*What the exercise asks:* Once you have read the listing, output it exactly and completely.

*Data for the task:*
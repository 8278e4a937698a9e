//! Synthetic north-bound routes along a single meridian.
//!
//! Along-route distance maps linearly to latitude, so stations can be placed
//! at exact mileposts.

use fuel_planner::haversine::EARTH_RADIUS_MILES;
use fuel_planner::projection::cumulative_distances;
use fuel_planner::{FuelStation, Polyline, RouteInfo, RoutePoint};

pub const START_LAT: f64 = 30.0;
pub const LNG: f64 = -100.0;

pub fn miles_per_degree() -> f64 {
    EARTH_RADIUS_MILES * std::f64::consts::PI / 180.0
}

pub fn lat_at(miles: f64) -> f64 {
    START_LAT + miles / miles_per_degree()
}

/// Route of `total_miles` with a vertex every `step_miles`.
pub fn meridian_route(total_miles: f64, step_miles: f64) -> RouteInfo {
    let steps = (total_miles / step_miles).round() as usize;
    let points: Vec<RoutePoint> = (0..=steps)
        .map(|i| RoutePoint::new(lat_at(i as f64 * step_miles), LNG))
        .collect();

    let distance = cumulative_distances(&points).last().copied().unwrap_or(0.0);
    RouteInfo::new(distance, distance / 60.0 * 3600.0, Polyline::new(points))
}

/// Station at milepost `miles`, shifted `off_route_miles` east.
pub fn station_at(id: &str, miles: f64, price: f64, off_route_miles: f64) -> FuelStation {
    let lat = lat_at(miles);
    let lng_offset = off_route_miles / (miles_per_degree() * lat.to_radians().cos());
    FuelStation {
        station_id: id.to_string(),
        name: format!("Station {id}"),
        latitude: lat,
        longitude: LNG + lng_offset,
        price_per_gallon: price,
    }
}

/// Generic `id,name,lat,lon,price` CSV for `stations`.
pub fn prices_csv(stations: &[FuelStation]) -> String {
    let mut csv = String::from("id,name,lat,lon,price\n");
    for s in stations {
        csv.push_str(&format!(
            "{},{},{},{},{}\n",
            s.station_id, s.name, s.latitude, s.longitude, s.price_per_gallon
        ));
    }
    csv
}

*Reply:*
repository 8278e4a937698a9e
//! Synthetic north-bound routes along a single meridian.
//!
//! Along-route distance maps linearly to latitude, so stations can be placed
//! at exact mileposts.

use fuel_planner::haversine::EARTH_RADIUS_MILES;
use fuel_planner::projection::cumulative_distances;
use fuel_planner::{FuelStation, Polyline, RouteInfo, RoutePoint};

pub const START_LAT: f64 = 30.0;
pub const LNG: f64 = -100.0;

pub fn miles_per_degree() -> f64 {
    EARTH_RADIUS_MILES * std::f64::consts::PI / 180.0
}

pub fn lat_at(miles: f64) -> f64 {
    START_LAT + miles / miles_per_degree()
}

/// Route of `total_miles` with a vertex every `step_miles`.
pub fn meridian_route(total_miles: f64, step_miles: f64) -> RouteInfo {
    let steps = (total_miles / step_miles).round() as usize;
    let points: Vec<RoutePoint> = (0..=steps)
        .map(|i| RoutePoint::new(lat_at(i as f64 * step_miles), LNG))
        .collect();

    let distance = cumulative_distances(&points).last().copied().unwrap_or(0.0);
    RouteInfo::new(distance, distance / 60.0 * 3600.0, Polyline::new(points))
}

/// Station at milepost `miles`, shifted `off_route_miles` east.
pub fn station_at(id: &str, miles: f64, price: f64, off_route_miles: f64) -> FuelStation {
    let lat = lat_at(miles);
    let lng_offset = off_route_miles / (miles_per_degree() * lat.to_radians().cos());
    FuelStation {
        station_id: id.to_string(),
        name: format!("Station {id}"),
        latitude: lat,
        longitude: LNG + lng_offset,
        price_per_gallon: price,
    }
}

/// Generic `id,name,lat,lon,price` CSV for `stations`.
pub fn prices_csv(stations: &[FuelStation]) -> String {
    let mut csv = String::from("id,name,lat,lon,price\n");
    for s in stations {
        csv.push_str(&format!(
            "{},{},{},{},{}\n",
            s.station_id, s.name, s.latitude, s.longitude, s.price_per_gallon
        ));
    }
    csv
}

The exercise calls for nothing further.